26 January 2012

Apple and Power Sources

I have twice already quoted passages from the recent Steve Jobs biography in this blog.  Here is a third instance. Isaacson writes that when he was researching the book, he took a tour through Apple's product-design studio, guided by 'Jony' Ive, Jobs' right-hand man on design issues.

On the day of Isaacson's visit, "Ive was overseeing the creation of a new European power plug and connector for the Macintosh. Dozens of foam models, each with the tiniest variation, have been cast and painted for inspection. Some would find it odd that the head of design would fret over something like this, but Jobs got involved as well. Ever since he had a special power supply made for the Apple II, Jobs has cared about not only the engineering but also the design of such parts."
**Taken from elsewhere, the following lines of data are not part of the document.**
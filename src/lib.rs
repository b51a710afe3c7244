//! Round controller for an energy community.
//!
//! Rounds are sequenced by a decentralized supervisor engine ([`sct`]) and
//! allocate PV production and charger consumption over a tree of
//! capacity-limited sensors ([`flow`]).

pub mod config;
pub mod error;
pub mod flow;
pub mod io;
/// Leadership, ticking, round callbacks and messages.
pub mod round;
pub mod sct;
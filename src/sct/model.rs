//! Serde schema for automaton description files.
//!
//! A file looks like:
//!
//! ```xml
//! <model><data>
//!   <state id="0" name="idle" initial="True" marked="True" x="0" y="0"/>
//!   <event id="0" name="newRound" controllable="False" observable="True"/>
//!   <transition source="0" target="1" event="0"/>
//! </data></model>
//! ```

use std::io::BufRead;

use serde::Deserialize;

use crate::error::Result;

/// Root `<model>` element.
#[derive(Debug, Clone, Deserialize)]
pub struct Model {
    pub data: Data,
}

/// The `<data>` element holding states, events and transitions.
#[derive(Debug, Clone, Default, Deserialize)]
pub struct Data {
    #[serde(rename = "state", default)]
    pub states: Vec<StateDef>,
    #[serde(rename = "event", default)]
    pub events: Vec<EventDef>,
    #[serde(rename = "transition", default)]
    pub transitions: Vec<TransitionDef>,
}

#[derive(Debug, Clone, Deserialize)]
pub struct StateDef {
    #[serde(rename = "@id")]
    pub id: String,
    #[serde(rename = "@name", default)]
    pub name: String,
    /// Only the exact string `"True"` marks the initial state.
    #[serde(rename = "@initial", default)]
    pub initial: String,
    #[serde(rename = "@marked", default)]
    pub marked: String,
    #[serde(rename = "@x", default)]
    pub x: String,
    #[serde(rename = "@y", default)]
    pub y: String,
}

impl StateDef {
    pub fn is_initial(&self) -> bool {
        self.initial == "True"
    }
}

#[derive(Debug, Clone, Deserialize)]
pub struct EventDef {
    #[serde(rename = "@id")]
    pub id: String,
    #[serde(rename = "@name")]
    pub name: String,
    #[serde(rename = "@controllable", default)]
    pub controllable: String,
    #[serde(rename = "@observable", default)]
    pub observable: String,
}

impl EventDef {
    pub fn is_controllable(&self) -> bool {
        self.controllable == "True"
    }
}

#[derive(Debug, Clone, Deserialize)]
pub struct TransitionDef {
    #[serde(rename = "@source")]
    pub source: String,
    #[serde(rename = "@target")]
    pub target: String,
    #[serde(rename = "@event")]
    pub event: String,
}

impl Model {
    /// Decodes a model from any buffered reader.
    ///
    /// # Errors
    ///
    /// Returns [`crate::error::Error::Xml`] if the document is malformed or
    /// misses required attributes.
    pub fn from_reader<R: BufRead>(reader: R) -> Result<Self> {
        Ok(quick_xml::de::from_reader(reader)?)
    }

    /// Decodes a model from a string.
    ///
    /// # Errors
    ///
    /// Returns [`crate::error::Error::Xml`] if the document is malformed.
    pub fn from_xml_str(xml: &str) -> Result<Self> {
        Ok(quick_xml::de::from_str(xml)?)
    }
}
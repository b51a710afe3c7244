//! Decentralized supervisor engine.
//!
//! Several independently written automata are composed by veto: a
//! controllable event may fire only if no automaton that defines it
//! currently disables it. Events are delivered through a bounded queue and
//! processed by a single task, which is the only owner of supervisor state.

use std::collections::HashMap;
use std::io::BufRead;

use rand::rngs::StdRng;
use rand::{Rng, SeedableRng};
use tokio::sync::mpsc;
use tokio::sync::mpsc::error::TrySendError;
use tokio::task::JoinHandle;
use tokio_util::sync::CancellationToken;
use tracing::{debug, info, warn};

use super::model::Model;
use super::supervisor::{Event, Supervisor};
use crate::error::{Error, Result};

/// Capacity of the event queue. Producers wait when it is full.
pub const QUEUE_CAPACITY: usize = 100;

/// Side-effecting action bound to a controllable event.
pub type Callback = Box<dyn FnMut() + Send>;

/// Callback registry keyed by event name.
pub type Callbacks = HashMap<String, Callback>;

/// Chooses among several simultaneously enabled controllable events.
pub trait TieBreak: Send {
    /// Returns an index into `candidates`, which are sorted by name and
    /// hold at least two events.
    fn choose(&mut self, candidates: &[&Event]) -> usize;
}

/// Picks uniformly at random.
#[derive(Debug)]
pub struct UniformRandom {
    rng: StdRng,
}

impl UniformRandom {
    /// Reproducible choices for a given seed.
    pub fn seeded(seed: u64) -> Self {
        Self {
            rng: StdRng::seed_from_u64(seed),
        }
    }
}

impl Default for UniformRandom {
    fn default() -> Self {
        Self {
            rng: StdRng::from_os_rng(),
        }
    }
}

impl TieBreak for UniformRandom {
    fn choose(&mut self, candidates: &[&Event]) -> usize {
        self.rng.random_range(0..candidates.len())
    }
}

/// Always picks the alphabetically first candidate.
#[derive(Debug, Default, Clone, Copy)]
pub struct FirstByName;

impl TieBreak for FirstByName {
    fn choose(&mut self, _candidates: &[&Event]) -> usize {
        0
    }
}

/// Cloneable handle for feeding events into a running engine.
#[derive(Debug, Clone)]
pub struct EventSender {
    tx: mpsc::Sender<String>,
}

impl EventSender {
    /// Enqueues an event, waiting while the queue is full.
    ///
    /// # Errors
    ///
    /// Returns [`Error::QueueClosed`] once the engine has been dropped.
    pub async fn add_event(&self, name: impl Into<String>) -> Result<()> {
        self.tx
            .send(name.into())
            .await
            .map_err(|_| Error::QueueClosed)
    }

    /// Enqueues an event without waiting.
    ///
    /// # Errors
    ///
    /// Returns [`Error::QueueFull`] if the queue is at capacity and
    /// [`Error::QueueClosed`] once the engine has been dropped.
    pub fn try_add_event(&self, name: impl Into<String>) -> Result<()> {
        self.tx.try_send(name.into()).map_err(|e| match e {
            TrySendError::Full(name) => Error::QueueFull(name),
            TrySendError::Closed(_) => Error::QueueClosed,
        })
    }
}

/// Owns the supervisors, the event table and the callback registry.
///
/// Generic over the tie-break strategy so tests can make firing order
/// deterministic.
pub struct SupervisorEngine<T: TieBreak = UniformRandom> {
    supervisors: Vec<Supervisor>,
    events: HashMap<String, Event>,
    callbacks: Callbacks,
    tie_break: T,
    tx: mpsc::Sender<String>,
    rx: mpsc::Receiver<String>,
}

impl SupervisorEngine<UniformRandom> {
    /// Builds an engine with uniformly random tie-breaking.
    ///
    /// # Errors
    ///
    /// See [`SupervisorEngine::with_tie_break`].
    pub fn new(models: &[Model], callbacks: Callbacks) -> Result<Self> {
        Self::with_tie_break(models, callbacks, UniformRandom::default())
    }

    /// Parses one automaton per reader and builds an engine.
    ///
    /// # Errors
    ///
    /// Returns an error if any reader fails or holds malformed XML, in
    /// addition to the errors of [`SupervisorEngine::with_tie_break`].
    pub fn from_readers<R: BufRead>(
        readers: impl IntoIterator<Item = R>,
        callbacks: Callbacks,
    ) -> Result<Self> {
        let models = readers
            .into_iter()
            .map(Model::from_reader)
            .collect::<Result<Vec<_>>>()?;
        Self::new(&models, callbacks)
    }
}

impl<T: TieBreak> SupervisorEngine<T> {
    /// Builds an engine from parsed models with an explicit tie-break.
    ///
    /// When several models declare an event with the same name, the last
    /// declaration decides whether it is controllable.
    ///
    /// # Errors
    ///
    /// Fails if a model cannot be compiled or if a controllable event has no
    /// callback.
    pub fn with_tie_break(models: &[Model], callbacks: Callbacks, tie_break: T) -> Result<Self> {
        Self::with_callback_factory(models, tie_break, |_| callbacks)
    }

    /// Like [`SupervisorEngine::with_tie_break`], for callbacks that feed
    /// events back into this engine. `make_callbacks` receives a sender
    /// bound to the engine's own queue.
    ///
    /// # Errors
    ///
    /// Same as [`SupervisorEngine::with_tie_break`].
    pub fn with_callback_factory(
        models: &[Model],
        tie_break: T,
        make_callbacks: impl FnOnce(EventSender) -> Callbacks,
    ) -> Result<Self> {
        let mut supervisors = Vec::with_capacity(models.len());
        let mut events = HashMap::new();

        for (i, model) in models.iter().enumerate() {
            let (supervisor, declared) = Supervisor::compile(i, model)?;
            for event in declared {
                events.insert(event.name.clone(), event);
            }
            supervisors.push(supervisor);
        }

        let (tx, rx) = mpsc::channel(QUEUE_CAPACITY);
        let callbacks = make_callbacks(EventSender { tx: tx.clone() });

        let mut missing: Vec<&str> = events
            .values()
            .filter(|e| e.controllable && !callbacks.contains_key(&e.name))
            .map(|e| e.name.as_str())
            .collect();
        missing.sort_unstable();
        if let Some(name) = missing.first() {
            return Err(Error::MissingCallback((*name).to_string()));
        }

        Ok(Self {
            supervisors,
            events,
            callbacks,
            tie_break,
            tx,
            rx,
        })
    }

    /// Returns a handle for enqueueing events.
    pub fn sender(&self) -> EventSender {
        EventSender {
            tx: self.tx.clone(),
        }
    }

    /// Number of compiled supervisors.
    pub fn supervisor_count(&self) -> usize {
        self.supervisors.len()
    }

    /// Applies an event and fires every controllable event it unlocks.
    ///
    /// Unknown names are logged and ignored. Returns the names of the fired
    /// controllable events in firing order.
    pub fn process_event(&mut self, name: &str) -> Vec<String> {
        if !self.events.contains_key(name) {
            warn!(event = name, "unknown event, ignoring");
            return Vec::new();
        }
        debug!(event = name, "processing event");
        self.apply(name);

        let mut fired = Vec::new();
        while let Some(next) = self.next_controllable() {
            debug!(event = %next, "firing controllable event");
            self.apply(&next);
            match self.callbacks.get_mut(&next) {
                Some(callback) => callback(),
                None => warn!(event = %next, "no callback registered"),
            }
            fired.push(next);
        }
        fired
    }

    fn apply(&mut self, name: &str) {
        for supervisor in &mut self.supervisors {
            supervisor.change_state(name);
        }
    }

    fn next_controllable(&mut self) -> Option<String> {
        let mut enabled: Vec<&Event> = self
            .events
            .values()
            .filter(|e| e.controllable)
            .filter(|e| self.supervisors.iter().all(|s| s.permits(&e.name)))
            .collect();

        match enabled.len() {
            0 => None,
            1 => Some(enabled[0].name.clone()),
            n => {
                enabled.sort_unstable_by(|a, b| a.name.cmp(&b.name));
                let pick = self.tie_break.choose(&enabled).min(n - 1);
                Some(enabled[pick].name.clone())
            }
        }
    }

    /// Processes queued events until `cancel` fires.
    pub async fn run(mut self, cancel: CancellationToken) {
        loop {
            tokio::select! {
                biased;
                () = cancel.cancelled() => {
                    info!("supervisor engine cancelled");
                    return;
                }
                received = self.rx.recv() => match received {
                    Some(name) => {
                        self.process_event(&name);
                    }
                    None => return,
                },
            }
        }
    }
}

impl<T: TieBreak + 'static> SupervisorEngine<T> {
    /// Spawns the single processing task.
    ///
    /// Grab a [`SupervisorEngine::sender`] before calling this; the engine is
    /// moved into the task.
    pub fn start(self, cancel: CancellationToken) -> JoinHandle<()> {
        tokio::spawn(self.run(cancel))
    }
}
So this passage echoes back to the previous passage I quoted on that Apple II innovation. Still, it is quite different. The switching power supply innovation was functional. It was about controlling heat and the risk a build-up in heat poses to the inner workings of a machine. In the above passage, we are privy to aesthetic evaluations of foam models for electrical plugs.

Sounds odd to me, but then ... I'm not a genius and a multi-billionaire entrepreneur. I'm just a humble scribe.

This point in the book was where I decided it really ought to be reviewed by someone treating it as a novel. I'm still refining that idea.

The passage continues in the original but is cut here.